▸ **What to produce**
Look for "ValueAlias" in the records and copy every line that has it.

(Stored data)
□ □ □ □
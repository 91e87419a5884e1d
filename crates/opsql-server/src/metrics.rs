//! Prometheus counters for the pipeline

use prometheus::{Encoder, IntCounter, IntCounterVec, Opts, Registry, TextEncoder};

pub struct Metrics {
    registry: Registry,
    pub requests: IntCounter,
    pub completion_retries: IntCounter,
    pub sql_rewrites: IntCounter,
    pub empty_results: IntCounter,
    pub pipeline_failures: IntCounterVec,
}

impl Metrics {
    pub fn new() -> prometheus::Result<Self> {
        let registry = Registry::new();

        let requests = IntCounter::new("opsql_requests_total", "Webhook requests received")?;
        let completion_retries = IntCounter::new(
            "opsql_completion_retries_total",
            "Model completions retried after rate limiting",
        )?;
        let sql_rewrites = IntCounter::new(
            "opsql_sql_rewrites_total",
            "Broad SELECT * statements rewritten into aggregates",
        )?;
        let empty_results = IntCounter::new(
            "opsql_empty_results_total",
            "Questions whose query returned no rows",
        )?;
        let pipeline_failures = IntCounterVec::new(
            Opts::new("opsql_pipeline_failures_total", "Pipeline runs that ended in an error"),
            &["kind"],
        )?;

        registry.register(Box::new(requests.clone()))?;
        registry.register(Box::new(completion_retries.clone()))?;
        registry.register(Box::new(sql_rewrites.clone()))?;
        registry.register(Box::new(empty_results.clone()))?;
        registry.register(Box::new(pipeline_failures.clone()))?;

        Ok(Self {
            registry,
            requests,
            completion_retries,
            sql_rewrites,
            empty_results,
            pipeline_failures,
        })
    }

    /// Text exposition format for `GET /metrics`
    pub fn render(&self) -> String {
        let mut buffer = Vec::new();
        if let Err(e) = TextEncoder::new().encode(&self.registry.gather(), &mut buffer) {
            tracing::error!("Failed to encode metrics: {}", e);
            return String::new();
        }
        String::from_utf8(buffer).unwrap_or_default()
    }
}
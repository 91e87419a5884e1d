//! OPSQL shared types
//!
//! Per-request data model for the question-to-answer pipeline: schema and
//! metadata snapshots fetched from the warehouse, the prompt context built
//! from them, result rows, and the response triple handed back to the caller.
//! Nothing here outlives a single request.

use serde::{Deserialize, Serialize};

mod warehouse;
pub use warehouse::*;

/// A single result row: column name to scalar value
pub type Row = serde_json::Map<String, serde_json::Value>;

/// Ordered rows produced by executing a query. Empty is a valid result.
pub type QueryResultSet = Vec<Row>;

/// Fully qualified reference to a warehouse table
#[derive(Debug, Clone, PartialEq, Eq, Hash, Serialize, Deserialize)]
pub struct TableRef {
    /// Dataset identifier, possibly dotted (e.g. `project.dataset`)
    pub dataset: String,
    pub table: String,
}

impl TableRef {
    pub fn new(dataset: impl Into<String>, table: impl Into<String>) -> Self {
        Self {
            dataset: dataset.into(),
            table: table.into(),
        }
    }

    /// Dotted path `dataset.table`, unquoted
    pub fn path(&self) -> String {
        format!("{}.{}", self.dataset, self.table)
    }
}

impl std::fmt::Display for TableRef {
    fn fmt(&self, f: &mut std::fmt::Formatter<'_>) -> std::fmt::Result {
        f.write_str(&self.path())
    }
}

/// Business description of a fact-table column
#[derive(Debug, Clone, PartialEq, Eq, Serialize, Deserialize)]
pub struct ColumnDefinition {
    pub column_name: String,
    pub definition: String,
    pub example_value: String,
}

/// Colloquial value mapped to the canonical value stored in a column
#[derive(Debug, Clone, PartialEq, Eq, Serialize, Deserialize)]
pub struct ValueAlias {
    pub column_name: String,
    pub alias_value: String,
    pub canonical_value: String,
}

impl ValueAlias {
    /// Case-insensitive substring match of the alias against free text.
    /// An empty alias never matches.
    pub fn appears_in(&self, text: &str) -> bool {
        let alias = self.alias_value.trim().to_lowercase();
        !alias.is_empty() && text.to_lowercase().contains(&alias)
    }
}

/// Column names of the fact table, in warehouse definition order
#[derive(Debug, Clone, Default, PartialEq, Eq, Serialize, Deserialize)]
pub struct SchemaSnapshot {
    pub columns: Vec<String>,
}

impl SchemaSnapshot {
    pub fn new(columns: Vec<String>) -> Self {
        Self { columns }
    }
}

/// Derived metric expressed in terms of fact-table columns
#[derive(Debug, Clone, PartialEq, Eq, Serialize, Deserialize)]
pub struct Formula {
    pub name: String,
    pub expression: String,
}

impl Formula {
    pub fn new(name: impl Into<String>, expression: impl Into<String>) -> Self {
        Self {
            name: name.into(),
            expression: expression.into(),
        }
    }
}

/// Realization metrics every prompt is grounded with
pub fn default_glossary() -> Vec<Formula> {
    vec![
        Formula::new("tingkat_realisasi", "qty_actual / qty_budget"),
        Formula::new("persentase_realisasi", "(qty_actual / qty_budget) * 100"),
    ]
}

/// Everything the SQL prompt is grounded on, fetched fresh per request
#[derive(Debug, Clone, Default, PartialEq, Serialize, Deserialize)]
pub struct PromptContext {
    pub schema: SchemaSnapshot,
    pub definitions: Vec<ColumnDefinition>,
    pub aliases: Vec<ValueAlias>,
    pub glossary: Vec<Formula>,
}

/// The triple returned for every webhook call, success or failure
#[derive(Debug, Clone, Default, PartialEq, Eq, Serialize, Deserialize)]
pub struct PipelineResponse {
    pub answer: String,
    pub question: String,
    pub sql: String,
}
//! OPSQL webhook server
//!
//! Answers natural-language questions about daily mining operations:
//! the question is grounded in warehouse metadata, turned into SQL by a
//! generative model, executed, and the rows are phrased back as prose.

pub mod answer;
pub mod completion;
pub mod config;
pub mod error;
pub mod extract;
pub mod llm;
pub mod logging;
pub mod metadata;
pub mod metrics;
pub mod pipeline;
pub mod prompt;
pub mod query;
pub mod webhook;

pub use completion::ResilientCompletion;
pub use config::Config;
pub use error::PipelineError;
pub use llm::{GenerativeModel, ModelError, OpenAiModel};
pub use pipeline::QuestionPipeline;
□ □ □ □
▸ **Task response**
pub struct ValueAlias {
impl ValueAlias {
    pub aliases: Vec<ValueAlias>,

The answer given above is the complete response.